To me, the solutions to this week's quiz are a fascinating combination of the
various degrees of correct, dangerous, and fast. Let's examine a few different
solutions and I'll try to show you why I think that.

The fast characteristic seemed to be in abundant supply. Ezra Zygmuntowicz
started scaring people with time readouts before solutions were even posted.
Let's start with that code:

#!/usr/local/bin/ruby
members, limit, index = ARGV[0].to_i, ARGV[1].to_i, 0
member_range = limit / members
0.upto(members-1) do
res = rand member_range
puts res + index
index += member_range
end

How does this work?

We can see that it reads in the two settings and initializes an index to zero.
Next if calculates a member_range by dividing limit by members. That line is
when this code started to smell fishy to me.

The upto() iterator does all the work. It generates a random number in the
member_range, adds that to the index and spits it out, then bumps index by
member_range. This happens members times.

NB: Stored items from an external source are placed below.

//! # healthwise-contracts
//!
//! Shared types, response contracts, and errors for the HealthWise Hub flows.
//!
//! Every crate in the workspace imports from here. No business logic lives in
//! this crate, only data definitions and the error type.

pub mod assessment;
pub mod contract;
pub mod error;
pub mod generation;
pub mod vitals;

I think it's important to think about how this works. Let's assume we want two
members with a limit of ten. That's going to give us a member_range of five.
So we'll chose a random number between zero and four, add zero to it (index),
and spit that out. Then bump index by five and repeat. Put another way, we'll
choose a random member of the first half of the range and then a random member
from the second half of the range. We may get one and nine or even four and
five, but we'll never see seven and eight since they're both in the same half of
the range.

That's a lightning quick solution. It solves the quiz example in 26 seconds on
my box. However, the real question is, is it correct? Obviously, that's
subjective. My opinion is that I can find combinations of the range that it
will not choose and I don't consider that to be meeting the requirement of
randomly selecting members from the (amended) quiz. Many of us are probably
familiar with the famous quote:

"Anyone who considers arithmetical methods of producing random digits is,
of course, in a state of sin." --Von Neumann

I think that's probably more applicable to the above code than it is to random
number generation in general.

Let's look at another solution. This one is from Dominik Bathon:

#!/usr/local/bin/ruby

if $DEBUG
def ptime(evt)
$ptimeg ||= Time.now.to_f
STDERR.puts "#{evt} at #{Time.now.to_f - $ptimeg}"
end
else
def ptime(evt)
# noop
end
end

# the actuall sampling, just store the seen values in a hash and return the
# sorted hash keys
def sample(cnt, lim)
x = {}
tmp = nil

for i in 0...cnt
while x.has_key?(tmp = rand(lim))
end
x[tmp] = true
end
ptime "rand"

x = x.keys.sort
ptime "sort"
x
end

# this is the key to success, but needs lots of ram
GC.disable

ptime "start"

x = sample(cnt=ARGV[0].to_i, ARGV[1].to_i)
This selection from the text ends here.